■ Saved entries:
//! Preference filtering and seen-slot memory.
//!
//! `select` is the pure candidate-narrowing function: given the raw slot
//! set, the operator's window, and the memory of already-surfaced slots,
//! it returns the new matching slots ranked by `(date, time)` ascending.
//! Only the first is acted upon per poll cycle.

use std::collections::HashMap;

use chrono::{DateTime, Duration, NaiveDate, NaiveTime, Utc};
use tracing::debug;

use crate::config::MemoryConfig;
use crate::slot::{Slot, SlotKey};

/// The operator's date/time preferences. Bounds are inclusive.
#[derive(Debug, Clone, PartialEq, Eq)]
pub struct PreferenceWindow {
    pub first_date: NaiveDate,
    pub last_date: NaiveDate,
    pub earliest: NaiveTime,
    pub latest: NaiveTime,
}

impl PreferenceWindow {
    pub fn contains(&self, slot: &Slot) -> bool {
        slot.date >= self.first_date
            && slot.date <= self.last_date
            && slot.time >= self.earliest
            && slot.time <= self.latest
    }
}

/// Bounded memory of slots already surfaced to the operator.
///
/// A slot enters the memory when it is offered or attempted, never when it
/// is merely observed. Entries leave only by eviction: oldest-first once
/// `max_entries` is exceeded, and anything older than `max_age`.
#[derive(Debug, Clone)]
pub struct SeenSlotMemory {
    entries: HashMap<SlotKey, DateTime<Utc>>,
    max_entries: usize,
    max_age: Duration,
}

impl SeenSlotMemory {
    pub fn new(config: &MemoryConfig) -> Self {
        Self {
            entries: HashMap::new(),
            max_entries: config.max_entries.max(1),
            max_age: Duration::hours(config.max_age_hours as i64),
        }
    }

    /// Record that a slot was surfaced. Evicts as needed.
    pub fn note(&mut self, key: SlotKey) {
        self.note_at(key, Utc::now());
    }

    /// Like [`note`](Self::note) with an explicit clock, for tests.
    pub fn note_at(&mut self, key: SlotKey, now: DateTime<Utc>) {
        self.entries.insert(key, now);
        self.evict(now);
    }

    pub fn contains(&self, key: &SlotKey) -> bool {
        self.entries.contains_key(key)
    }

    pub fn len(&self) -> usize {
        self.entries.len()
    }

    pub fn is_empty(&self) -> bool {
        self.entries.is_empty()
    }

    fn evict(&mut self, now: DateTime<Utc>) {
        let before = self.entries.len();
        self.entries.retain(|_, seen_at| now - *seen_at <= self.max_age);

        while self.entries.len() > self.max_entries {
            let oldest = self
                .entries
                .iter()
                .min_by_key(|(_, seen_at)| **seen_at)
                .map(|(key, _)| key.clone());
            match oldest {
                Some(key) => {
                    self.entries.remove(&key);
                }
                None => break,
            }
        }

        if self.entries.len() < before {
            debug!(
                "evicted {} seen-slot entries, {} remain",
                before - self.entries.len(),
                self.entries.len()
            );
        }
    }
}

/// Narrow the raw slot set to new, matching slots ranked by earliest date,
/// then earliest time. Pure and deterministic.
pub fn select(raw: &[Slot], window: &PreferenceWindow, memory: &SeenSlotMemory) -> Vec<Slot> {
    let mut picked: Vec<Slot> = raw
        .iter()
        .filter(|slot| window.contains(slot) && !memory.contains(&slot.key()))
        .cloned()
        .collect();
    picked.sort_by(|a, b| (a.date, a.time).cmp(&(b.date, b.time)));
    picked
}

---

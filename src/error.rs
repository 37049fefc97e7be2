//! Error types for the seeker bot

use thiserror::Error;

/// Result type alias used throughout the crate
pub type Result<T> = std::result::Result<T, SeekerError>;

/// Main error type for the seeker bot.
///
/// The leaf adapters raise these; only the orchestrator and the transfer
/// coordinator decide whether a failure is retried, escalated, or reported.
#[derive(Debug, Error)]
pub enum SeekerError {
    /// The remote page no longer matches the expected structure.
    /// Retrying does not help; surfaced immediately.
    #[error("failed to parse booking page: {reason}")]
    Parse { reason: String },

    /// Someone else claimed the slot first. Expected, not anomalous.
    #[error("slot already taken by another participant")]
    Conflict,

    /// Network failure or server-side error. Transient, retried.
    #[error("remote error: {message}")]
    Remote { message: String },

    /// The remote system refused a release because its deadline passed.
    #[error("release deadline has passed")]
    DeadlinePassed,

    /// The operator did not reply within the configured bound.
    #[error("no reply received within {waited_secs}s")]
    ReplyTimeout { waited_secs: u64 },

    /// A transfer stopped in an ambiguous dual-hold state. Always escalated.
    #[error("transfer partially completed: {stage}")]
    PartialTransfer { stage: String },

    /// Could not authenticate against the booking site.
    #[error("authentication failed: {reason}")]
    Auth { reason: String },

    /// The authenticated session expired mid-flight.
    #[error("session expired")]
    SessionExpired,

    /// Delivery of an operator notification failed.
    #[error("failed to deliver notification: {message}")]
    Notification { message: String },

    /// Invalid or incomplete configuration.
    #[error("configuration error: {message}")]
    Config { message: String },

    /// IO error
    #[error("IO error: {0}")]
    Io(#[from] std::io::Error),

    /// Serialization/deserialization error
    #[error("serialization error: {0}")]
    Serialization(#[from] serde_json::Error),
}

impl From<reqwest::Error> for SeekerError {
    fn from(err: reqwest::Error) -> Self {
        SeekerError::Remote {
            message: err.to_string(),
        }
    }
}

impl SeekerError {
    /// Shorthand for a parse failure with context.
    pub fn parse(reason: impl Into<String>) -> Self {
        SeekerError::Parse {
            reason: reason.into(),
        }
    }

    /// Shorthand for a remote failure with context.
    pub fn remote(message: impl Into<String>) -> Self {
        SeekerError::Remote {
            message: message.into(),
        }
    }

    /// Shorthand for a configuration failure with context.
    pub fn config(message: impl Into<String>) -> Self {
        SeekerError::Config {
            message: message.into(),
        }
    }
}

■ BRIEF: Please report all lines in the entries where "context" appears.

■ REPLY:
    /// Shorthand for a parse failure with context.
    /// Shorthand for a remote failure with context.
    /// Shorthand for a configuration failure with context.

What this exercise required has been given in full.